For non-traumatic injuries like stroke, severity is assessed differently, often based on imaging that shows how much brain tissue has been affected and which regions are involved.

Recovery and Neuroplasticity

Recovery from ABI generally follows two stages. The first is spontaneous reorganization, which happens in the weeks and months closest to the injury. During this phase, the brain begins restoring communication in nerve cells that survived near the damaged area. For stroke, this spontaneous recovery typically plateaus around three months after the event. For traumatic injuries, the timeline can vary but follows a similar pattern of early, rapid improvement followed by a gradual leveling off.

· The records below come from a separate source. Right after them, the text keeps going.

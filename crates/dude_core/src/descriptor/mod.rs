//! Project descriptor (`dude.yml`) handling.
//!
//! # Responsibility
//! - `codec`: read/write the YAML file as a plain tree, nothing more.
//! - `sync`: convert between that tree and [`crate::model::project::Project`].
//!
//! # Invariants
//! - Descriptor writes replace the file atomically (temp file + rename).
//! - Unrecognized top-level and workflow keys are dropped on read and never
//!   written back.

use std::path::PathBuf;

pub mod codec;
pub mod sync;

pub type DescriptorResult<T> = Result<T, DescriptorError>;

#[derive(Debug, thiserror::Error)]
pub enum DescriptorError {
    #[error("descriptor not found: {}", .0.display())]
    NotFound(PathBuf),
    #[error("malformed descriptor {}: {source}", .path.display())]
    Parse {
        path: PathBuf,
        #[source]
        source: serde_yaml::Error,
    },
    #[error("descriptor {} has a non-scalar value for `{key}`", .path.display())]
    InvalidValue { path: PathBuf, key: String },
    #[error("failed to read descriptor {}: {source}", .path.display())]
    Read {
        path: PathBuf,
        #[source]
        source: std::io::Error,
    },
    #[error("failed to write descriptor {}: {source}", .path.display())]
    Write {
        path: PathBuf,
        #[source]
        source: std::io::Error,
    },
    #[error("failed to render descriptor {}: {source}", .path.display())]
    Serialize {
        path: PathBuf,
        #[source]
        source: serde_yaml::Error,
    },
}
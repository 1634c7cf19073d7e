//! Persistence adapter contract and SQLite implementation.
//!
//! # Responsibility
//! - Expose row query, row insert and statement execution over a store.
//! - Run grouped writes atomically.
//!
//! # Invariants
//! - Statement text is `'static`; caller data only travels as bound params.
//! - Table and column names come from closed sets, never from input.
//! - A failed transaction body rolls back every write it issued.

use crate::db::DbError;
use rusqlite::types::Value;
use rusqlite::{params_from_iter, Connection};

pub type RepoResult<T> = Result<T, RepoError>;

/// One fetched row, columns in select order.
pub type Row = Vec<Value>;

/// Store-generated row identifier.
pub type RowId = i64;

/// Persistence-level failure.
#[derive(Debug, thiserror::Error)]
pub enum RepoError {
    #[error(transparent)]
    Db(#[from] DbError),
    #[error("invalid persisted project data: {0}")]
    InvalidData(String),
}

impl From<rusqlite::Error> for RepoError {
    fn from(value: rusqlite::Error) -> Self {
        Self::Db(DbError::Sqlite(value))
    }
}

/// Tables the core is allowed to insert into.
#[derive(Debug, Clone, Copy, PartialEq, Eq)]
pub enum Table {
    Projects,
    Variables,
}

impl Table {
    pub fn name(self) -> &'static str {
        match self {
            Self::Projects => "projects",
            Self::Variables => "variables",
        }
    }
}

/// Parameterized SQL statement.
#[derive(Debug, Clone, PartialEq)]
pub struct Statement {
    sql: &'static str,
    params: Vec<Value>,
}

impl Statement {
    pub fn new(sql: &'static str) -> Self {
        Self {
            sql,
            params: Vec::new(),
        }
    }

    /// Appends the next positional parameter.
    pub fn bind(mut self, value: Value) -> Self {
        self.params.push(value);
        self
    }

    pub fn sql(&self) -> &'static str {
        self.sql
    }

    pub fn params(&self) -> &[Value] {
        &self.params
    }
}

/// Column/value pairs for one inserted row.
#[derive(Debug, Clone, Default, PartialEq)]
pub struct Record {
    columns: Vec<(&'static str, Value)>,
}

impl Record {
    pub fn new() -> Self {
        Self::default()
    }

    pub fn with(mut self, column: &'static str, value: Value) -> Self {
        self.columns.push((column, value));
        self
    }

    pub fn columns(&self) -> impl Iterator<Item = &'static str> + '_ {
        self.columns.iter().map(|(column, _)| *column)
    }

    pub fn values(&self) -> impl Iterator<Item = &Value> + '_ {
        self.columns.iter().map(|(_, value)| value)
    }

    pub fn is_empty(&self) -> bool {
        self.columns.is_empty()
    }
}

/// Storage capabilities consumed by the project core.
pub trait Persistence {
    /// Runs a query and returns every row.
    fn fetch(&self, query: &Statement) -> RepoResult<Vec<Row>>;
    /// Inserts one row and returns its generated id.
    fn insert(&self, table: Table, record: &Record) -> RepoResult<RowId>;
    /// Runs a write statement and returns the affected row count.
    fn execute(&self, statement: &Statement) -> RepoResult<usize>;
    /// Runs `work` in one transaction: commit on `Ok`, roll back on `Err`.
    fn transaction<T, F>(&self, work: F) -> RepoResult<T>
    where
        F: FnOnce(&Self) -> RepoResult<T>,
        Self: Sized;
}

/// SQLite-backed persistence over a borrowed, migrated connection.
///
/// The connection stays owned by the caller and is never closed here.
pub struct SqlitePersistence<'conn> {
    conn: &'conn Connection,
}

impl<'conn> SqlitePersistence<'conn> {
    pub fn new(conn: &'conn Connection) -> Self {
        Self { conn }
    }
}

impl Persistence for SqlitePersistence<'_> {
    fn fetch(&self, query: &Statement) -> RepoResult<Vec<Row>> {
        let mut stmt = self.conn.prepare(query.sql())?;
        let column_count = stmt.column_count();
        let mut rows = stmt.query(params_from_iter(query.params()))?;

        let mut fetched = Vec::new();
        while let Some(row) = rows.next()? {
            let mut values = Vec::with_capacity(column_count);
            for index in 0..column_count {
                values.push(row.get::<_, Value>(index)?);
            }
            fetched.push(values);
        }
        Ok(fetched)
    }

    fn insert(&self, table: Table, record: &Record) -> RepoResult<RowId> {
        if record.is_empty() {
            return Err(RepoError::InvalidData(format!(
                "refusing to insert an empty record into {}",
                table.name()
            )));
        }

        let columns = record.columns().collect::<Vec<_>>();
        let placeholders = (1..=columns.len())
            .map(|index| format!("?{index}"))
            .collect::<Vec<_>>();
        let sql = format!(
            "INSERT INTO {} ({}) VALUES ({});",
            table.name(),
            columns.join(", "),
            placeholders.join(", ")
        );

        self.conn.execute(&sql, params_from_iter(record.values()))?;
        Ok(self.conn.last_insert_rowid())
    }

    fn execute(&self, statement: &Statement) -> RepoResult<usize> {
        let changed = self
            .conn
            .execute(statement.sql(), params_from_iter(statement.params()))?;
        Ok(changed)
    }

    fn transaction<T, F>(&self, work: F) -> RepoResult<T>
    where
        F: FnOnce(&Self) -> RepoResult<T>,
    {
        // Dropping an uncommitted transaction rolls it back.
        let tx = self.conn.unchecked_transaction()?;
        let value = work(self)?;
        tx.commit()?;
        Ok(value)
    }
}
//! `dude` command-line entry point.
//!
//! # Responsibility
//! - Resolve settings, start logging and open the tracking database.
//! - Render typed results from `dude_core`; no business logic lives here.

use anyhow::Context;
use clap::{Parser, Subcommand};
use dude_core::db::open_db;
use dude_core::{
    default_log_level, init_logging, ArtifactRegenerator, Project, ProjectService,
    ReconcileReport, SaveOutcome, SqlitePersistence,
};
use log::debug;
use std::path::PathBuf;

#[derive(Debug, Parser)]
#[command(
    name = "dude",
    version,
    about = "Keep project descriptors and their tracking record in sync"
)]
struct Cli {
    /// Tracking database file.
    #[arg(long, env = "DUDE_DB", default_value = "dude.sqlite3")]
    db: PathBuf,
    /// Absolute directory for rolling log files; logging is off when unset.
    #[arg(long, env = "DUDE_LOG_DIR")]
    log_dir: Option<String>,
    /// trace|debug|info|warn|error
    #[arg(long, env = "DUDE_LOG_LEVEL")]
    log_level: Option<String>,
    /// Project directory.
    #[arg(long, short = 'p', default_value = ".")]
    project: PathBuf,
    /// Display name used when the descriptor does not set one.
    #[arg(long)]
    name: Option<String>,
    #[command(subcommand)]
    command: Command,
}

#[derive(Debug, Subcommand)]
enum Command {
    /// Print the project as discovered from its descriptor.
    Show,
    /// Create or reconcile the tracking record.
    Save,
    /// Reconcile variables and report whether scripts are stale.
    Status,
    /// Set a variable in the descriptor.
    Set { name: String, value: String },
    /// Mark a variable for deletion.
    Unset { name: String },
    /// Print the core version.
    Version,
}

/// Reports stale scripts on stdout; regeneration itself is external.
struct StdoutRegenerator;

impl ArtifactRegenerator for StdoutRegenerator {
    fn regenerate(&mut self, project: &Project, report: &ReconcileReport) {
        println!(
            "scripts for {} need to be updated (changed: {})",
            project.name(),
            report.updated.join(", ")
        );
    }
}

fn main() -> anyhow::Result<()> {
    let cli = Cli::parse();

    if let Some(log_dir) = cli.log_dir.as_deref() {
        let level = cli.log_level.as_deref().unwrap_or(default_log_level());
        init_logging(level, log_dir).context("failed to initialize logging")?;
    }

    let conn = open_db(&cli.db)
        .with_context(|| format!("failed to open database {}", cli.db.display()))?;
    let db = SqlitePersistence::new(&conn);
    let mut project = match cli.name {
        Some(name) => Project::load_with_db(name, &cli.project, &db),
        None => {
            let bare = Project::from_path(&cli.project);
            Project::load_with_db(bare.name(), &cli.project, &db)
        }
    };
    debug!(
        "event=cli_start module=cli status=ok initialized={} persisted={}",
        project.is_initialized(),
        project.id().is_some()
    );

    let service = ProjectService::new(&db);
    match cli.command {
        Command::Show => print!("{project}"),
        Command::Save => match service.save(&mut project)? {
            SaveOutcome::Created { id, variables } => {
                println!("created project #{id} with {variables} variable(s)");
            }
            SaveOutcome::Reconciled(report) => {
                println!(
                    "reconciled: {} updated, {} deleted",
                    report.updated.len(),
                    report.deleted.len()
                );
            }
        },
        Command::Status => {
            let status = service.check_status(&project, &mut StdoutRegenerator)?;
            if !status.regeneration_requested {
                println!("up to date");
            }
        }
        Command::Set { name, value } => project.add_variable(name, value)?,
        Command::Unset { name } => project.remove_variable(name)?,
        Command::Version => println!("dude_core {}", dude_core::core_version()),
    }
    Ok(())
}
//! Workflow lifecycle commands.

use std::collections::BTreeMap;
use std::fmt::{Display, Formatter};

/// Lifecycle point at which a workflow command runs.
#[derive(Debug, Clone, Copy, PartialEq, Eq, PartialOrd, Ord, Hash)]
pub enum WorkflowStage {
    Init,
    Open,
    Close,
    Clean,
}

impl WorkflowStage {
    /// Every recognized stage, in descriptor order.
    pub const ALL: [WorkflowStage; 4] = [Self::Init, Self::Open, Self::Close, Self::Clean];

    /// Descriptor key for this stage.
    pub fn as_str(self) -> &'static str {
        match self {
            Self::Init => "init",
            Self::Open => "open",
            Self::Close => "close",
            Self::Clean => "clean",
        }
    }

    /// Parses a descriptor key. Unrecognized keys return `None`.
    pub fn parse(key: &str) -> Option<Self> {
        Self::ALL.into_iter().find(|stage| stage.as_str() == key)
    }
}

impl Display for WorkflowStage {
    fn fmt(&self, f: &mut Formatter<'_>) -> std::fmt::Result {
        f.write_str(self.as_str())
    }
}

/// Commands bound to workflow stages. At most one command per stage.
#[derive(Debug, Clone, Default, PartialEq, Eq)]
pub struct Workflow {
    commands: BTreeMap<WorkflowStage, String>,
}

impl Workflow {
    pub fn get(&self, stage: WorkflowStage) -> Option<&str> {
        self.commands.get(&stage).map(String::as_str)
    }

    /// Binds `command` to `stage`, replacing any previous command.
    pub fn set(&mut self, stage: WorkflowStage, command: impl Into<String>) {
        self.commands.insert(stage, command.into());
    }

    pub fn is_empty(&self) -> bool {
        self.commands.is_empty()
    }

    pub fn len(&self) -> usize {
        self.commands.len()
    }

    /// Iterates bound commands in stage order.
    pub fn iter(&self) -> impl Iterator<Item = (WorkflowStage, &str)> {
        self.commands
            .iter()
            .map(|(stage, command)| (*stage, command.as_str()))
    }
}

The second stage is training-induced recovery, which is where rehabilitation becomes critical. The brain has a remarkable ability to rewire itself, a property called neuroplasticity. Successful recovery often involves the brain developing entirely new activation patterns: tissue surrounding the damaged area takes on new roles, existing networks reorganize, or alternative brain regions get recruited to compensate. At the cellular level, connections between neurons strengthen, new synapses form, and in some cases, new neurons are generated.

This doesn’t mean full recovery is guaranteed. The extent of improvement depends on the severity of the injury, which brain regions are affected, the person’s age and overall health, and how quickly rehabilitation begins. But meaningful gains can continue well beyond that initial three-month window, sometimes for years, with consistent effort.

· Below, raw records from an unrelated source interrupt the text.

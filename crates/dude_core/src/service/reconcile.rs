//! Variable reconciliation between the model and persisted rows.
//!
//! # Responsibility
//! - Diff model variables against stored rows of the same project.
//! - Apply the minimal set of updates/deletes in one transaction.
//!
//! # Invariants
//! - The model decides values; the store decides which rows exist.
//! - Rows are only updated or deleted here, never inserted.
//! - A converged project issues no write statements.

use super::project_service::{ProjectError, ProjectResult};
use crate::model::project::{Project, ProjectId, VariableValue};
use crate::repo::persistence::Persistence;
use crate::repo::project_repo::{ProjectRepository, VariableRecord};
use log::info;
use std::collections::BTreeMap;

/// Corrective write for one stored variable row.
#[derive(Debug, Clone, PartialEq, Eq)]
pub enum VariableAction {
    Update { title: String, value: String },
    Delete { title: String },
}

/// Outcome of one reconciliation pass.
#[derive(Debug, Clone, Default, PartialEq, Eq)]
pub struct ReconcileReport {
    /// Titles whose stored value was rewritten.
    pub updated: Vec<String>,
    /// Titles whose stored row was deleted.
    pub deleted: Vec<String>,
}

impl ReconcileReport {
    /// `true` when a stored value changed, so generated artifacts are stale.
    ///
    /// Deletions alone do not count.
    pub fn changed(&self) -> bool {
        !self.updated.is_empty()
    }

    pub fn is_noop(&self) -> bool {
        self.updated.is_empty() && self.deleted.is_empty()
    }
}

/// Computes corrective actions for `persisted` rows given model `variables`.
///
/// Model-only variables produce no action.
pub fn plan_variable_sync(
    variables: &BTreeMap<String, VariableValue>,
    persisted: &[VariableRecord],
) -> Vec<VariableAction> {
    persisted
        .iter()
        .filter_map(|row| match variables.get(&row.title) {
            None | Some(VariableValue::Tombstone) => Some(VariableAction::Delete {
                title: row.title.clone(),
            }),
            Some(VariableValue::Present(value)) if *value != row.value => {
                Some(VariableAction::Update {
                    title: row.title.clone(),
                    value: value.clone(),
                })
            }
            Some(VariableValue::Present(_)) => None,
        })
        .collect()
}

/// Brings stored variable rows of `project` in line with the model.
///
/// # Errors
/// - `ProjectError::NotInitialized` before descriptor discovery.
/// - `ProjectError::NotPersisted` when the project has no stored id.
/// - `ProjectError::Repo` when any write fails; nothing is committed then.
pub fn reconcile_variables<P: Persistence>(
    project: &Project,
    db: &P,
) -> ProjectResult<ReconcileReport> {
    let project_id = require_persisted(project)?;
    let persisted = ProjectRepository::new(db).list_variables(project_id)?;
    let actions = plan_variable_sync(project.variables(), &persisted);
    if actions.is_empty() {
        return Ok(ReconcileReport::default());
    }

    let report = db.transaction(|db| {
        let repo = ProjectRepository::new(db);
        let mut report = ReconcileReport::default();
        for action in actions {
            match action {
                VariableAction::Update { title, value } => {
                    repo.update_variable(project_id, &title, &value)?;
                    report.updated.push(title);
                }
                VariableAction::Delete { title } => {
                    repo.delete_variable(project_id, &title)?;
                    report.deleted.push(title);
                }
            }
        }
        Ok(report)
    })?;

    info!(
        "event=variables_reconcile module=service status=ok project_id={project_id} updated={} deleted={}",
        report.updated.len(),
        report.deleted.len()
    );
    Ok(report)
}

fn require_persisted(project: &Project) -> ProjectResult<ProjectId> {
    if !project.is_initialized() {
        return Err(ProjectError::NotInitialized {
            path: project.path().to_path_buf(),
        });
    }
    project.id().ok_or_else(|| ProjectError::NotPersisted {
        path: project.path().to_path_buf(),
    })
}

What Rehabilitation Looks Like

ABI rehabilitation is rarely one-size-fits-all. Most programs involve a team of specialists tailoring a plan to the individual’s specific deficits. Physical therapy addresses strength, balance, and mobility. Occupational therapy focuses on relearning everyday skills like dressing, cooking, and managing a household. Speech and language therapy helps with communication difficulties, swallowing problems, and sometimes cognitive-linguistic skills like word-finding and reading comprehension.

Psychological and psychiatric care plays an equally important role, given how common emotional and behavioral changes are after brain injury. This might include therapy for depression or anxiety, strategies for managing anger or impulsivity, and support for adjusting to a new sense of identity. Social support services help with the practical side of life after injury: returning to work, navigating benefits, and staying connected to community.

Living With ABI Long-Term

For many people, ABI is not something you recover from completely and move on. It becomes a long-term condition that requires ongoing management. Fatigue is one of the most persistent complaints, often lasting years after the initial injury. Cognitive difficulties may improve but rarely disappear entirely, and they can worsen under stress or when sleep is disrupted.

Community-based support makes a significant difference. Organizations like the Brain Injury Association of America (reachable at 1-800-444-6443) maintain state-by-state directories of resources, including support groups, advocacy services, and information for families. The National Association of State Head Injury Administrators can connect survivors to programs in their state. For veterans, the Military Health System’s Traumatic Brain Injury Center of Excellence offers patient and family resources. Federally funded health centers provide services on a sliding fee scale for those without insurance or with limited ability to pay.

Family members and caregivers often need support too. Caring for someone with ABI can be isolating, and the behavioral and personality changes that follow brain injury can be harder to navigate than the physical ones. Many of the same organizations that serve survivors offer caregiver-specific resources, including education about what to expect and how to manage the day-to-day challenges of life alongside someone whose brain works differently than it did before.